Korea started hosting the headquarters of the Green Climate Fund (GCF) in Songdo, Incheon in December 2012, the last year of the Lee Myung-bak administration. Korea became the first Asian country to bring in an environment-related institution under the United Nations (UN). This was the highlight of the green growth policies that the Lee Myung-bak administration emphasized during the ruling period, as Korea became capable of speaking officially regarding international issues including greenhouse emissions rights and climate change.
However, after two years now, the government is worrying about continuing to support the GCF. In fact, the Park Geun-hye administration does not actively support green growth policies. However, as Germany, which was competing against Korea to host the headquarters of the GCF, said that it would pay US$1 billion ahead of the UN Climate Summit to be held in New York on September 23, Korea cannot just ignore the situation. The country needs to decide whether to keep up is appearances as a hosting country of the GCF headquarters or to consider practical matters soon.
According to the related departments including the Ministry of Strategy and Finance, the government is busy trying to solve the problem regarding the additional GCF share before President Park Geun-hye’s official schedule during the UN General Assembly and the Climate Summit on Sept. 22 to 24. Since hosting the GCF headquarters in 2012, Korea promised to pay the operation fund of US$1 million every year until 2020, support US$40 million for building capacity, and provide US$5 billion as green official development assistance (ODA). According to the Ministry of Strategy and Finance, Korea has paid a total US$12 million so far, including US$2 million of operation funds and another US$10 million for capacity building.
The GCF aims to raise US$100 billion (100 trillion won) in funds every year, but is having difficulties in initial financing. The GCF headquarters claims that other countries should actively participate in raising funds to respond to climate changes. Especially after Angela Merkel, Chancellor of Germany, promised to pay US$1 billion, the GCF is publicly pressuring other countries including Korea, since the UN Climate Summit in which leaders from 140 countries get together is to be imminently held in New York on Sept. 23.
President Park will explain how to create new growth drivers by making countermeasures against climate change as an essential task of the creative economy and mention the additional GCF share as well at the summit. This means that relevant departments, including the Ministry of Strategy and Finance, have to solve GCF problems before President Park leaves Korea. The amount of additional share has not been determined yet. One side is claiming to pay a similar amount to Germany as the hosting country of the headquarters, and the other side is insisting to be practical and realistic.
Regarding this, an official at the Ministry of Strategy and Finance said, “Korea is honestly keeping the promise to pay a standard quota as the hosting country of the headquarters. Furthermore, as Korea is classified as a developing country, not an advanced country, in the UN Framework Convention on Climate Change (UNFCCC), there is not much burden of additional share.”

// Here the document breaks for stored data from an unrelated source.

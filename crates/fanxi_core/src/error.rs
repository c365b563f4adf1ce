use thiserror::Error;

use crate::models::member::MemberId;
use crate::models::slot::Slot;

/// Errors produced by the lineup engine, session, and tactics config.
///
/// Validation errors reference identifiers outside the closed sets
/// (slots, parameter names, member universe). Referential errors reference
/// a known member whose current location does not match the operation's
/// precondition. Both are rejected before any state mutation.
#[derive(Error, Debug, Clone, PartialEq, Eq)]
pub enum LineupError {
    #[error("unknown slot: {id}")]
    UnknownSlot { id: String },

    #[error("unknown tactics parameter: {name}")]
    UnknownParameter { name: String },

    #[error("unknown member: {id}")]
    UnknownMember { id: MemberId },

    #[error("member {id} appears in more than one place")]
    DuplicateMember { id: MemberId },

    #[error("member {id} is not in the roster")]
    NotInRoster { id: MemberId },

    #[error("member {id} is not assigned to any slot")]
    NotAssigned { id: MemberId },

    #[error("member is already assigned to {slot}")]
    SameSlot { slot: Slot },
}

impl LineupError {
    /// True for errors caused by identifiers outside the closed sets,
    /// as opposed to referential precondition failures.
    pub fn is_validation(&self) -> bool {
        matches!(
            self,
            LineupError::UnknownSlot { .. }
                | LineupError::UnknownParameter { .. }
                | LineupError::UnknownMember { .. }
                | LineupError::DuplicateMember { .. }
        )
    }
}

pub type Result<T> = std::result::Result<T, LineupError>;
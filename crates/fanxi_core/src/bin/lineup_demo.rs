use fanxi_core::{LineupSession, Member, MoveEvent, Slot, TacticsParameter};

fn print_board(session: &LineupSession) {
    for slot in Slot::ALL {
        let occupant = session
            .state()
            .occupant(slot)
            .map(|m| format!("{} (#{})", m.name, m.number))
            .unwrap_or_else(|| "-".to_string());
        println!("  {:>4}: {}", slot.id(), occupant);
    }
    let bench: Vec<&str> = session
        .state()
        .roster()
        .values()
        .map(|m| m.name.as_str())
        .collect();
    println!("  bench: {}", bench.join(", "));
}

fn main() -> Result<(), Box<dyn std::error::Error>> {
    println!("⚽ FanXI lineup engine walk-through");

    let squad = vec![
        Member::new("messi", "L. Messi", 10),
        Member::new("ronaldo", "C. Ronaldo", 7),
        Member::new("mbappe", "K. Mbappe", 10),
        Member::new("haaland", "E. Haaland", 9),
        Member::new("van_dijk", "V. van Dijk", 4),
        Member::new("pedri", "Pedri", 8),
        Member::new("araujo", "R. Araujo", 4),
        Member::new("kounde", "J. Kounde", 23),
        Member::new("ter_stegen", "Ter Stegen", 1),
    ];
    let mut session = LineupSession::new(squad);

    println!("\n1) Place the keeper and two forwards");
    session.dispatch(MoveEvent::PlaceFromRoster {
        member: "ter_stegen".into(),
        target: Slot::GK,
    })?;
    session.dispatch(MoveEvent::PlaceFromRoster {
        member: "haaland".into(),
        target: Slot::ST,
    })?;
    session.dispatch(MoveEvent::PlaceFromRoster {
        member: "messi".into(),
        target: Slot::RW,
    })?;
    print_board(&session);

    println!("\n2) Displace Haaland with Ronaldo at ST");
    session.dispatch(MoveEvent::PlaceFromRoster {
        member: "ronaldo".into(),
        target: Slot::ST,
    })?;
    print_board(&session);

    println!("\n3) Swap Messi and Ronaldo between RW and ST");
    session.dispatch(MoveEvent::MoveWithinSlots {
        member: "messi".into(),
        target: Slot::ST,
    })?;
    print_board(&session);

    println!("\n4) Tune tactics and lock a snapshot");
    session.tactics_mut().set(TacticsParameter::PressingIntensity, 80);
    session.tactics_mut().set(TacticsParameter::Mentality, 150); // clamps to 100
    let snapshot = session.snapshot();
    println!(
        "  locked at {} with tactics {:?}",
        snapshot.created_at, snapshot.tactics
    );

    println!("\n5) Reset the board, then restore the snapshot");
    session.reset();
    print_board(&session);
    session.restore(&snapshot)?;
    print_board(&session);

    session.state().check_injectivity()?;
    println!("\n✅ Injectivity holds after every step");
    Ok(())
}
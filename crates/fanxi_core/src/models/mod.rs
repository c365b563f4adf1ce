//! Data model: members, the closed slot set, and the lineup state pair.

pub mod lineup;
pub mod member;
pub mod slot;

pub use lineup::LineupState;
pub use member::{Member, MemberId};
pub use slot::{Slot, SlotLine};
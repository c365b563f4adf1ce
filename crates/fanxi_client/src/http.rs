//! HTTP implementation of the prediction store.

use async_trait::async_trait;

use fanxi_core::{HistoryRecord, LockReceipt, LockRequest};

use crate::error::StoreError;
use crate::traits::PredictionStore;

/// Prediction store backed by the FanXI HTTP API.
///
/// One instance per backend; holds a pooled [`reqwest::Client`]. No
/// retries: a failure is reported once and the caller decides.
pub struct HttpPredictionStore {
    base_url: String,
    http_client: reqwest::Client,
}

impl HttpPredictionStore {
    pub fn new(base_url: impl Into<String>) -> Self {
        let base_url = base_url.into();
        Self {
            base_url: base_url.trim_end_matches('/').to_string(),
            http_client: reqwest::Client::new(),
        }
    }

    /// Map a non-success response into a [`StoreError::Status`], keeping
    /// the body text for error reporting.
    async fn check(response: reqwest::Response) -> Result<reqwest::Response, StoreError> {
        let status = response.status();
        if status.is_success() {
            return Ok(response);
        }
        let body = response
            .text()
            .await
            .unwrap_or_else(|_| "<unreadable body>".to_string());
        Err(StoreError::Status {
            code: status.as_u16(),
            body,
        })
    }
}

#[async_trait]
impl PredictionStore for HttpPredictionStore {
    async fn lock(&self, user_id: i64, request: &LockRequest) -> Result<LockReceipt, StoreError> {
        let url = format!("{}/predictions/lock/{}", self.base_url, user_id);
        log::debug!(
            "locking {} slots for user {} at {}",
            request.lineup.len(),
            user_id,
            url
        );

        let response = self.http_client.post(&url).json(request).send().await?;
        let receipt = Self::check(response).await?.json::<LockReceipt>().await?;

        log::info!("lock acknowledged as record {}", receipt.id);
        Ok(receipt)
    }

    async fn history(&self, user_id: i64) -> Result<Vec<HistoryRecord>, StoreError> {
        let url = format!("{}/predictions/history/{}", self.base_url, user_id);

        let response = self.http_client.get(&url).send().await?;
        let records = Self::check(response)
            .await?
            .json::<Vec<HistoryRecord>>()
            .await?;

        log::debug!("fetched {} history records for user {}", records.len(), user_id);
        Ok(records)
    }
}

#[cfg(test)]
mod tests {
    use super::*;

    #[test]
    fn base_url_trailing_slash_is_normalized() {
        let store = HttpPredictionStore::new("http://127.0.0.1:8000/");
        assert_eq!(store.base_url, "http://127.0.0.1:8000");
    }
}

Advanced countries feel quite obliged to raise funds as they are immediately concerned about greenhouse gas emission issues. However, developing countries that can voluntarily participate have a relatively lesser burden. But in Korea's case, since the Lee Myung-bak administration declared to decrease greenhouse emissions quantity by up to 30 percent of business as usual (BAU) and promised to provide substantial financial support when hosting the GCF headquarters, there is a lot of pressure from other countries.